If you are after peace and tranquillity, you will find your heaven, but most of us also need some restaurants, shops and facilities to be open. Otherwise, it could be a rather dull and hungry existence!
Anantara Bophut Koh Samui Resort was such a joy after a couple of extremely quiet nights at Chaweng Beach.
The Bophut beach location
We have always liked the hip and happening Bophut beach area of Samui with its Fisherman’s Village. It’s a good choice now with more open. Here we found shopping, massage shops, a few bars including the ever-popular local Coco Tam’s Beach Bar and a choice of food options. In previous visits to Koh Samui, we dined at Anantara’s Full Moon restaurant, which we remembered as exquisite, fuelling our desire for a return to stay.
Anantara hotels
I have to confess to being a massive Anantara fan. Their hotels have never disappointed, including for our honeymoon in Chiang Rai! In the current situation in Thailand choosing well-managed hotels who put the guest experience first, despite the tough operating climate, is important to me.
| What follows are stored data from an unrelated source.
mod research_cmds;

use std::path::PathBuf;

use anyhow::Result;
use clap::{Parser, Subcommand};
use tracing_subscriber::EnvFilter;

use ideascope_config::AppConfig;

const DEFAULT_CONFIG_PATH: &str = "config/ideascope.toml";

#[derive(Debug, Parser)]
#[command(
    name = "ideascope",
    version,
    about = "Research a topic on the web, summarise it, and ask Gemini for trends & insights"
)]
struct Cli {
    /// Path to the TOML configuration file.
    #[arg(long, global = true, value_name = "PATH", default_value = DEFAULT_CONFIG_PATH)]
    config: PathBuf,

    #[command(subcommand)]
    command: Commands,
}

#[derive(Debug, Subcommand)]
enum Commands {
    /// Run one research pass and print the report.
    Run {
        /// Topic to explore.
        #[arg(value_name = "TOPIC")]
        topic: Option<String>,
        /// Use one of the sample topics instead (see `ideascope topics`).
        #[arg(long, value_name = "N", conflicts_with = "topic")]
        quick: Option<usize>,
        /// Result pages to scrape (1-5).  Defaults to `search.default_depth`.
        #[arg(long, short, value_parser = clap::value_parser!(u8).range(1..=5))]
        depth: Option<u8>,
        /// Write the Markdown report.  Without a path the file lands in
        /// `report.export_dir` as `report_<topic>.md`.
        #[arg(long, value_name = "PATH", num_args = 0..=1)]
        export: Option<Option<PathBuf>>,
        /// Print the full outcome as JSON instead of the terminal view.
        #[arg(long)]
        json: bool,
    },
    /// Show configuration and whether Gemini predictions are enabled.
    Status,
    /// Write a config file with every default filled in.
    Init {
        /// Overwrite an existing file.
        #[arg(long)]
        force: bool,
    },
    /// List the sample topics usable with `run --quick`.
    Topics,
}

fn init_tracing(config: &AppConfig) {
    let filter = EnvFilter::try_from_default_env()
        .unwrap_or_else(|_| EnvFilter::new(&config.telemetry.log_level));
    tracing_subscriber::fmt()
        .with_env_filter(filter)
        .with_writer(std::io::stderr)
        .init();
}

#[tokio::main]
async fn main() -> Result<()> {
    dotenvy::dotenv().ok();
    let cli = Cli::parse();

    let config = AppConfig::load_from(&cli.config)?;
    init_tracing(&config);

    match cli.command {
        Commands::Run {
            topic,
            quick,
            depth,
            export,
            json,
        } => {
            let topic = research_cmds::resolve_topic(topic, quick)?;
            let depth = depth.map(usize::from).unwrap_or(config.search.default_depth);
            let options = research_cmds::RunOptions { depth, export, json };
            research_cmds::run_research(&config, &topic, options).await?;
        }
        Commands::Status => research_cmds::run_status(&config, &cli.config)?,
        Commands::Init { force } => research_cmds::run_init(&cli.config, force)?,
        Commands::Topics => research_cmds::run_topics(),
    }

    Ok(())
}
use std::time::Duration;

use anyhow::Result;
use async_trait::async_trait;
use serde_json::json;
use tracing::{debug, warn};

use ideascope_config::LlmConfig;

/// Placed in the report when no generator is configured.
pub const DISABLED_INSIGHT: &str = "[Gemini disabled] Only summary is available.";

const DISABLED_MESSAGE: &str =
    "[Gemini disabled] Set GEMINI_API_KEY in your environment to enable predictions.";

/// An optional text-completion capability.
///
/// Implementations never fail: a disabled generator answers with a
/// `[... disabled]` message and call-time errors come back as
/// `[... error]` text.
#[async_trait]
pub trait InsightGenerator: Send + Sync {
    fn enabled(&self) -> bool;
    async fn generate(&self, prompt: &str) -> String;
}

/// The analyst prompt sent alongside a summary.
pub fn insight_prompt(summary: &str) -> String {
    format!(
        "You are an expert analyst. Based on the following summary, give:\n\
         1) Three short trend predictions\n\
         2) Three actionable insights\n\n\
         Summary:\n{summary}"
    )
}

/// Gemini `generateContent` client.  Enabled only when the config carries
/// an API key.
#[derive(Debug, Clone)]
pub struct GeminiClient {
    client: reqwest::Client,
    api_key: Option<String>,
    model: String,
    base_url: String,
}

impl GeminiClient {
    pub fn new(config: &LlmConfig) -> Result<Self> {
        let client = reqwest::Client::builder()
            .timeout(Duration::from_secs(config.timeout_secs))
            .build()?;

        let api_key = config
            .has_credentials()
            .then(|| config.api_key.trim().to_string());

        Ok(Self {
            client,
            api_key,
            model: config.model.clone(),
            base_url: config.base_url.clone(),
        })
    }

    pub fn model(&self) -> &str {
        &self.model
    }

    fn endpoint(&self) -> String {
        format!(
            "{}/models/{}:generateContent",
            self.base_url.trim_end_matches('/'),
            self.model
        )
    }

    async fn generate_content(&self, api_key: &str, prompt: &str) -> Result<String> {
        let payload = json!({
            "contents": [
                { "parts": [ { "text": prompt } ] }
            ]
        });

        let response = self
            .client
            .post(self.endpoint())
            .header("x-goog-api-key", api_key)
            .json(&payload)
            .send()
            .await?;

        let status = response.status();
        let raw = response.text().await?;
        if !status.is_success() {
            anyhow::bail!("{status}: {}", error_message(&raw));
        }

        let body: serde_json::Value = serde_json::from_str(&raw)?;
        extract_candidate_text(&body)
            .ok_or_else(|| anyhow::anyhow!("response contained no candidate text"))
    }
}

#[async_trait]
impl InsightGenerator for GeminiClient {
    fn enabled(&self) -> bool {
        self.api_key.is_some()
    }

    async fn generate(&self, prompt: &str) -> String {
        let Some(api_key) = self.api_key.as_deref() else {
            return DISABLED_MESSAGE.to_string();
        };

        debug!(model = %self.model, prompt_chars = prompt.len(), "requesting insights");
        match self.generate_content(api_key, prompt).await {
            Ok(text) => text,
            Err(err) => {
                warn!(error = %err, "insight generation failed");
                format!("[Gemini error] {err}")
            }
        }
    }
}

/// `error.message` from a JSON error body, or the trimmed raw body when it
/// is not JSON (proxies answer with HTML).
fn error_message(raw: &str) -> String {
    serde_json::from_str::<serde_json::Value>(raw)
        .ok()
        .and_then(|body| {
            body.get("error")
                .and_then(|error| error.get("message"))
                .and_then(|message| message.as_str())
                .map(ToString::to_string)
        })
        .unwrap_or_else(|| raw.trim().to_string())
}

/// Concatenate the text parts of the first candidate.
fn extract_candidate_text(body: &serde_json::Value) -> Option<String> {
    let parts = body
        .get("candidates")
        .and_then(|candidates| candidates.get(0))
        .and_then(|candidate| candidate.get("content"))
        .and_then(|content| content.get("parts"))
        .and_then(|parts| parts.as_array())?;

    let text = parts
        .iter()
        .filter_map(|part| part.get("text").and_then(|t| t.as_str()))
        .collect::<Vec<_>>()
        .join("");

    if text.trim().is_empty() { None } else { Some(text) }
}

// ── Tests ────────────────────────────────────────────────────────────────────
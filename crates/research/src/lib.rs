//! Topic research pipeline: scrape search snippets, condense them into an
//! extractive summary, and assemble a Markdown report.

use serde::{Deserialize, Serialize};

pub mod pipeline;
pub mod report;
pub mod source;
pub mod summarize;

pub use pipeline::{MAX_DEPTH, ResearchError, ResearchOutcome, Researcher};
pub use report::{SnippetTable, TOP_SNIPPET_LIMIT, build_report, export_filename};
pub use source::{HttpSearchBackend, SearchBackend, SearchPage, SnippetSource, fallback_snippets};
pub use summarize::{DEFAULT_MAX_SENTENCES, snippet_corpus, summarize};

/// One search result.  Both fields are non-empty once a [`SnippetSource`]
/// hands it out.
#[derive(Debug, Clone, PartialEq, Eq, Serialize, Deserialize)]
pub struct Snippet {
    pub title: String,
    pub snippet: String,
}

impl Snippet {
    pub fn new(title: impl Into<String>, snippet: impl Into<String>) -> Self {
        Self {
            title: title.into(),
            snippet: snippet.into(),
        }
    }
}
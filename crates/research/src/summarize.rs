//! Naive extractive summarization: keep the first few sentences.

use std::sync::LazyLock;

use regex::Regex;

use crate::Snippet;

pub const DEFAULT_MAX_SENTENCES: usize = 5;

static SENTENCE_BREAK: LazyLock<Regex> =
    LazyLock::new(|| Regex::new(r"[.!?]\s+").expect("valid sentence regex"));

/// Return the first `max_sentences` sentences of `text`, joined by single
/// spaces.  A sentence ends at `.`, `!` or `?` followed by whitespace.
pub fn summarize(text: &str, max_sentences: usize) -> String {
    let text = text.trim();
    if text.is_empty() {
        return String::new();
    }

    let mut sentences = Vec::new();
    let mut start = 0;
    for m in SENTENCE_BREAK.find_iter(text) {
        if sentences.len() == max_sentences {
            break;
        }
        // The terminator is a single ASCII byte and stays with its sentence.
        sentences.push(&text[start..m.start() + 1]);
        start = m.end();
    }
    if sentences.len() < max_sentences && start < text.len() {
        sentences.push(&text[start..]);
    }

    sentences.join(" ")
}

/// Join the non-empty snippet bodies into one corpus, separated by blank
/// lines.
pub fn snippet_corpus(snippets: &[Snippet]) -> String {
    snippets
        .iter()
        .map(|s| s.snippet.as_str())
        .filter(|body| !body.is_empty())
        .collect::<Vec<_>>()
        .join("\n\n")
}
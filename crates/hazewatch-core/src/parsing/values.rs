use crate::error::HazeError;
use crate::model::CompoundCell;
use regex::Regex;
use rust_decimal::Decimal;
use std::str::FromStr;
use std::sync::LazyLock;

static COMPOUND: LazyLock<Regex> = LazyLock::new(|| {
    Regex::new(r"([\d.]+)\((\d+|-)\)").expect("compound cell pattern should be valid")
});

/// Parse a concentrations-table cell into a concentration and optional sub-index.
///
/// Handles formats like:
/// - "12.3(45)" -> 12.3 with sub-index 45
/// - "5.1(-)" -> 5.1 without sub-index
/// - "41 (82)" is rejected: the value and bracket must be adjacent
pub fn parse_compound(cell: &str) -> Result<CompoundCell, HazeError> {
    let caps = COMPOUND.captures(cell).ok_or_else(|| {
        HazeError::ParseFailure(format!(
            "cell '{}' is not of the form value(subindex) or value(-)",
            cell.trim()
        ))
    })?;

    let concentration = parse_decimal(&caps[1])?;
    let sub_index = match &caps[2] {
        "-" => None,
        digits => Some(digits.parse::<u32>().map_err(|e| {
            HazeError::ParseFailure(format!("invalid sub-index '{}': {}", digits, e))
        })?),
    };

    Ok(CompoundCell {
        concentration,
        sub_index,
    })
}

/// Parse a plain numeric cell from a series table.
pub fn parse_number(cell: &str) -> Result<Decimal, HazeError> {
    let value = parse_decimal(cell)?;
    if value.is_sign_negative() && !value.is_zero() {
        return Err(HazeError::ParseFailure(format!(
            "negative reading '{}'",
            cell.trim()
        )));
    }
    Ok(value)
}

fn parse_decimal(s: &str) -> Result<Decimal, HazeError> {
    let s = s.trim();
    Decimal::from_str(s)
        .map_err(|e| HazeError::ParseFailure(format!("invalid number '{}': {}", s, e)))
}

#[cfg(test)]
mod tests {
    use super::*;
    use rust_decimal_macros::dec;

    #[test]
    fn test_compound_with_sub_index() {
        let cell = parse_compound("12.3(45)").unwrap();
        assert_eq!(cell.concentration, dec!(12.3));
        assert_eq!(cell.sub_index, Some(45));
    }

    #[test]
    fn test_compound_without_sub_index() {
        let cell = parse_compound("5.1(-)").unwrap();
        assert_eq!(cell.concentration, dec!(5.1));
        assert_eq!(cell.sub_index, None);
    }

    #[test]
    fn test_compound_small_value() {
        let cell = parse_compound("0.02(10)").unwrap();
        assert_eq!(cell.concentration, dec!(0.02));
        assert_eq!(cell.sub_index, Some(10));
    }

    #[test]
    fn test_compound_with_surrounding_whitespace() {
        let cell = parse_compound("  41(82) ").unwrap();
        assert_eq!(cell.concentration, dec!(41));
    }

    #[test]
    fn test_compound_rejects_plain_number() {
        assert!(matches!(
            parse_compound("41"),
            Err(HazeError::ParseFailure(_))
        ));
    }

    #[test]
    fn test_compound_rejects_detached_bracket() {
        assert!(parse_compound("41 (82)").is_err());
    }

    #[test]
    fn test_compound_rejects_malformed_number() {
        assert!(parse_compound("1.2.3(4)").is_err());
    }

    #[test]
    fn test_number() {
        assert_eq!(parse_number(" 57 ").unwrap(), dec!(57));
        assert_eq!(parse_number("12.0").unwrap(), dec!(12));
    }

    #[test]
    fn test_number_rejects_text_and_negatives() {
        assert!(parse_number("n/a").is_err());
        assert!(parse_number("-4").is_err());
    }
}
use crate::index::outcome::{IndexResult, SubIndexResult};
use crate::model::Pollutant;
use crate::standards::schema::{Breakpoint, IndexStandard, PollutantStandard};
use rust_decimal::prelude::ToPrimitive;
use rust_decimal::{Decimal, RoundingStrategy};
use std::collections::BTreeMap;

/// Interpolate a concentration over a breakpoint table.
///
/// Tuples are tried in ascending order and the first one whose upper bound is not
/// below the concentration is used. Values under that tuple's lower bound (below the
/// table floor, or in a gap between tuples) are clamped to it. Values above the
/// ceiling use the last tuple's slope. Returns `None` for an empty table.
pub fn interpolate(
    breakpoints: &[Breakpoint],
    concentration: Decimal,
) -> Option<(u32, Breakpoint)> {
    let last = breakpoints.last()?;
    let segment = breakpoints
        .iter()
        .find(|bp| concentration <= bp.hi)
        .unwrap_or(last);
    let c = concentration.max(segment.lo);

    let index_span = Decimal::from(segment.index_hi.saturating_sub(segment.index_lo));
    let index_lo = Decimal::from(segment.index_lo);
    // Multiply before dividing so exact segments stay exact.
    let value = index_span
        .checked_mul(c - segment.lo)
        .and_then(|v| v.checked_div(segment.hi - segment.lo))
        .and_then(|v| v.checked_add(index_lo));

    let index = match value {
        Some(v) => v
            .round_dp_with_strategy(0, RoundingStrategy::MidpointAwayFromZero)
            .to_u32()
            .unwrap_or(u32::MAX),
        None => u32::MAX,
    };
    Some((index, *segment))
}

/// Sub-index of one pollutant, given a concentration already in the standard's unit.
pub fn sub_index(standard: &PollutantStandard, concentration: Decimal) -> Option<SubIndexResult> {
    let looked_up = match standard.precision {
        Some(dp) => concentration.round_dp_with_strategy(dp, RoundingStrategy::ToZero),
        None => concentration,
    };
    let (index, segment) = interpolate(&standard.breakpoints, looked_up)?;
    let extrapolated = standard
        .breakpoints
        .last()
        .map(|bp| looked_up > bp.hi)
        .unwrap_or(false);

    let reason = if extrapolated {
        format!(
            "{}: {} {} above ceiling {}, extrapolated on {}-{} -> {}",
            standard.pollutant,
            looked_up,
            standard.unit,
            segment.hi,
            segment.index_lo,
            segment.index_hi,
            index
        )
    } else {
        format!(
            "{}: {} {} in {}-{} ({}-{}) -> {}",
            standard.pollutant,
            looked_up,
            standard.unit,
            segment.lo,
            segment.hi,
            segment.index_lo,
            segment.index_hi,
            index
        )
    };

    Some(SubIndexResult {
        pollutant: standard.pollutant,
        concentration: looked_up,
        unit: standard.unit.clone(),
        sub_index: index,
        segment,
        extrapolated,
        reason,
    })
}

/// Overall index of a set of converted concentrations: the maximum sub-index.
///
/// Pollutants without a table in the standard are left out of the maximum, never
/// counted as zero. Returns `None` if no pollutant is covered.
pub fn overall_index(
    concentrations: &BTreeMap<Pollutant, Decimal>,
    standard: &IndexStandard,
) -> Option<IndexResult> {
    let mut sub_indices = Vec::new();
    let mut uncovered = Vec::new();

    for (&pollutant, &value) in concentrations {
        match standard.pollutant(pollutant).and_then(|ps| sub_index(ps, value)) {
            Some(result) => sub_indices.push(result),
            None => uncovered.push(pollutant),
        }
    }

    let index = sub_indices.iter().map(|r| r.sub_index).max()?;
    let determining: Vec<Pollutant> = sub_indices
        .iter()
        .filter(|r| r.sub_index == index)
        .map(|r| r.pollutant)
        .collect();

    let reason = if determining.len() == 1 {
        format!("Determined by {} ({})", determining[0], index)
    } else {
        format!(
            "Determined by {} pollutants at {}",
            determining.len(),
            index
        )
    };

    Some(IndexResult {
        standard_name: standard.name.clone(),
        index,
        determining_pollutants: determining,
        reason,
        sub_indices,
        uncovered,
    })
}
use crate::error::HazeError;
use crate::standards::parse_standard_str;
use crate::standards::schema::IndexStandard;

const AQI_EPA_JSON: &str = include_str!("../../../../standards/aqi-epa.json");

/// Available predefined standards.
pub const PRESETS: &[&str] = &["aqi_epa"];

/// Preset used when neither a preset nor a standard file is given.
pub const DEFAULT_PRESET: &str = "aqi_epa";

/// Load a predefined standard by name.
pub fn load_preset(name: &str) -> Result<IndexStandard, HazeError> {
    match name {
        "aqi_epa" => parse_standard_str(AQI_EPA_JSON),
        _ => Err(HazeError::StandardInvalid(format!(
            "unknown preset '{}'. Available: {}",
            name,
            PRESETS.join(", ")
        ))),
    }
}

#[cfg(test)]
mod tests {
    use super::*;
    use crate::model::Pollutant;

    #[test]
    fn test_load_epa_preset() {
        let standard = load_preset("aqi_epa").unwrap();
        assert_eq!(standard.version, "2012");
        for p in Pollutant::ALL {
            assert!(standard.pollutant(p).is_some(), "missing {p}");
        }
    }

    #[test]
    fn test_every_preset_loads() {
        for name in PRESETS {
            assert!(load_preset(name).is_ok(), "preset {name} failed");
        }
        assert!(PRESETS.contains(&DEFAULT_PRESET));
    }

    #[test]
    fn test_unknown_preset() {
        assert!(load_preset("psi_2099").is_err());
    }
}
My husband doesn’t get much time off work. When we go away everything needs to work and be perfect. The Anantara Bophut delivered.
Our arrival
Anantara has some great deals at present which include an airport pick up, but my next tip is to hire a car. We paid THB 800 per day and with our own wheels, we travelled all over the island. The roads are good, we ever found a brand new road across the middle of the island, since our last visit. There is little traffic on the road. Driving in Samui is a pleasure!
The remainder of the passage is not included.